**Task instructions:** Which lines of the entries below contain the string "cloned"? Copy each one.
─── Exercise material ───
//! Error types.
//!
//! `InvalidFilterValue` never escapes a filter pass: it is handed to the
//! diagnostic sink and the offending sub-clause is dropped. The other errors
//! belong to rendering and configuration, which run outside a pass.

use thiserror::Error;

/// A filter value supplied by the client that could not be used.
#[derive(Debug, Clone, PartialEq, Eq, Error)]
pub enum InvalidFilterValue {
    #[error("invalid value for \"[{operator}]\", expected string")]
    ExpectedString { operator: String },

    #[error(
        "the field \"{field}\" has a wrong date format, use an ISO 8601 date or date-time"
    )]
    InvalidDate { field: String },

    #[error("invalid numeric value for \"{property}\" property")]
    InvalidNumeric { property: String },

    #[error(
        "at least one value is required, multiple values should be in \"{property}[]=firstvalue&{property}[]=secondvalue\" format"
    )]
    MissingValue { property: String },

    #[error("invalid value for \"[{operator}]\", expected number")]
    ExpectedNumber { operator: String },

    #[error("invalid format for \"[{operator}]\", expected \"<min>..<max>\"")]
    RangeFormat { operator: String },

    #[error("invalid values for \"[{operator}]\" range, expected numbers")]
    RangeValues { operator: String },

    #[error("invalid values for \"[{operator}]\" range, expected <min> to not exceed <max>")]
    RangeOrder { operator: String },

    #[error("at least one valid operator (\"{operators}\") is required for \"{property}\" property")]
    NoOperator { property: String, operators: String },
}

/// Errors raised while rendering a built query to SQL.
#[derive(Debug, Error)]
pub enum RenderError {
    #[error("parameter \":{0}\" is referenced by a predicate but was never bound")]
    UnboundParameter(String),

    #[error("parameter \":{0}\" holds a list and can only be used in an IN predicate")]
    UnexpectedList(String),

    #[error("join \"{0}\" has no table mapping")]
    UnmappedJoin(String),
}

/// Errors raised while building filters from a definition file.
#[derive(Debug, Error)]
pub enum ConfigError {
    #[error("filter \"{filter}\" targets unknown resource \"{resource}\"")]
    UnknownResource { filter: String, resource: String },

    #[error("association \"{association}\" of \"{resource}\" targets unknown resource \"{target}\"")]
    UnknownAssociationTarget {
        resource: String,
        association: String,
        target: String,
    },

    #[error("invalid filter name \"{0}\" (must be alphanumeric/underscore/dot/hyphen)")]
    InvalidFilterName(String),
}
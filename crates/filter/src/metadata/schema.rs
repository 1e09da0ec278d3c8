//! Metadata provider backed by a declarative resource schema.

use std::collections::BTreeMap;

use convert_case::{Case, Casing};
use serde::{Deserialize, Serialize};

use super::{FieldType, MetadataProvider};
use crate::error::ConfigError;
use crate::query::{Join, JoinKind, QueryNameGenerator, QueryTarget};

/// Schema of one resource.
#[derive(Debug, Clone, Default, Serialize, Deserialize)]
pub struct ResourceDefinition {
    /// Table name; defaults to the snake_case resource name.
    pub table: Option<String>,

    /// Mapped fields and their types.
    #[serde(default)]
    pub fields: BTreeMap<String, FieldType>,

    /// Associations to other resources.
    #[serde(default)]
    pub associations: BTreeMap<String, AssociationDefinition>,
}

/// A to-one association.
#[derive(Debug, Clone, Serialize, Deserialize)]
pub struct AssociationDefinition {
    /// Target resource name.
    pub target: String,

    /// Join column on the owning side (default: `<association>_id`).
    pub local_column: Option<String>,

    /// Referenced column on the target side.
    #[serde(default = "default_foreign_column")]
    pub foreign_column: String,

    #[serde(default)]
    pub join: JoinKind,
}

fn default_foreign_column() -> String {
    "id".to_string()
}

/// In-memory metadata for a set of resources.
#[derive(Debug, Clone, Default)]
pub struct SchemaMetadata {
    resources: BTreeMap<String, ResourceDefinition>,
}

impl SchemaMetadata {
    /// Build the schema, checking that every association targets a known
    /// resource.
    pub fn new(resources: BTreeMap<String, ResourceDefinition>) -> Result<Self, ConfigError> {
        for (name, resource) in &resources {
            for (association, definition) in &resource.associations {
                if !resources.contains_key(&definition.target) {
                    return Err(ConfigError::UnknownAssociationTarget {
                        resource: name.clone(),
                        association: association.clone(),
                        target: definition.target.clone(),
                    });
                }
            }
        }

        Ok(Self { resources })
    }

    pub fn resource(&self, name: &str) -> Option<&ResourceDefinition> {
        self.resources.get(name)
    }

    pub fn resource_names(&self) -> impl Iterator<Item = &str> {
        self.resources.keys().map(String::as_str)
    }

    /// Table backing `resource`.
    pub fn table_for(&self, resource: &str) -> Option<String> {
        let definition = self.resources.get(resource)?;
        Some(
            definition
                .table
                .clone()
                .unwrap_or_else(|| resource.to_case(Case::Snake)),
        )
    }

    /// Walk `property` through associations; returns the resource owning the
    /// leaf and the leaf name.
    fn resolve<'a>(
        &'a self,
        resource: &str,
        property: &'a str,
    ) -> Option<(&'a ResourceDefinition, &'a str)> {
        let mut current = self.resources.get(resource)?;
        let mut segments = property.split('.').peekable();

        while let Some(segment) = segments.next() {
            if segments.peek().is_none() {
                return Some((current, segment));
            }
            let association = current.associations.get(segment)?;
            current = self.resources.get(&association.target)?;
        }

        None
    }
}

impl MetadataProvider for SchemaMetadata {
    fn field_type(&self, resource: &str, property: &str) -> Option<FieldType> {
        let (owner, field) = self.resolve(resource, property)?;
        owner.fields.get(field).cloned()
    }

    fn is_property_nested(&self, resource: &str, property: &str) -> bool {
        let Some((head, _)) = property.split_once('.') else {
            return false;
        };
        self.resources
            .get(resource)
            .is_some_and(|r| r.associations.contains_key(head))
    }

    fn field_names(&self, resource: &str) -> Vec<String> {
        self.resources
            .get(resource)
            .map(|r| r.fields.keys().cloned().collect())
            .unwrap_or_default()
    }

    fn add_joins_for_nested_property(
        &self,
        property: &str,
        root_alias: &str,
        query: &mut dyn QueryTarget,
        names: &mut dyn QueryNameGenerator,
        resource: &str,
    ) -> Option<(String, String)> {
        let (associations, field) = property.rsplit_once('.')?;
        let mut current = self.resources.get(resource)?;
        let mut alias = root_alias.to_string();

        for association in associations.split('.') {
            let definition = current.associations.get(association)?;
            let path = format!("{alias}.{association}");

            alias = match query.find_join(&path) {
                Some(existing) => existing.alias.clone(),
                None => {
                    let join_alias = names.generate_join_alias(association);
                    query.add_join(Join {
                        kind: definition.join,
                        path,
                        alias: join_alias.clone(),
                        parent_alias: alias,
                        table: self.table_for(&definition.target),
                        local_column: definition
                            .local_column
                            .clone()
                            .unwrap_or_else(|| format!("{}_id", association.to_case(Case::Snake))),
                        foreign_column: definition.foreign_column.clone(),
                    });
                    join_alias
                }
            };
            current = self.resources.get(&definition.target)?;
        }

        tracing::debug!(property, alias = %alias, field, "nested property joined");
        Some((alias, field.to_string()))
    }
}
───
**Task result:**
        owner.fields.get(field).cloned()
            .map(|r| r.fields.keys().cloned().collect())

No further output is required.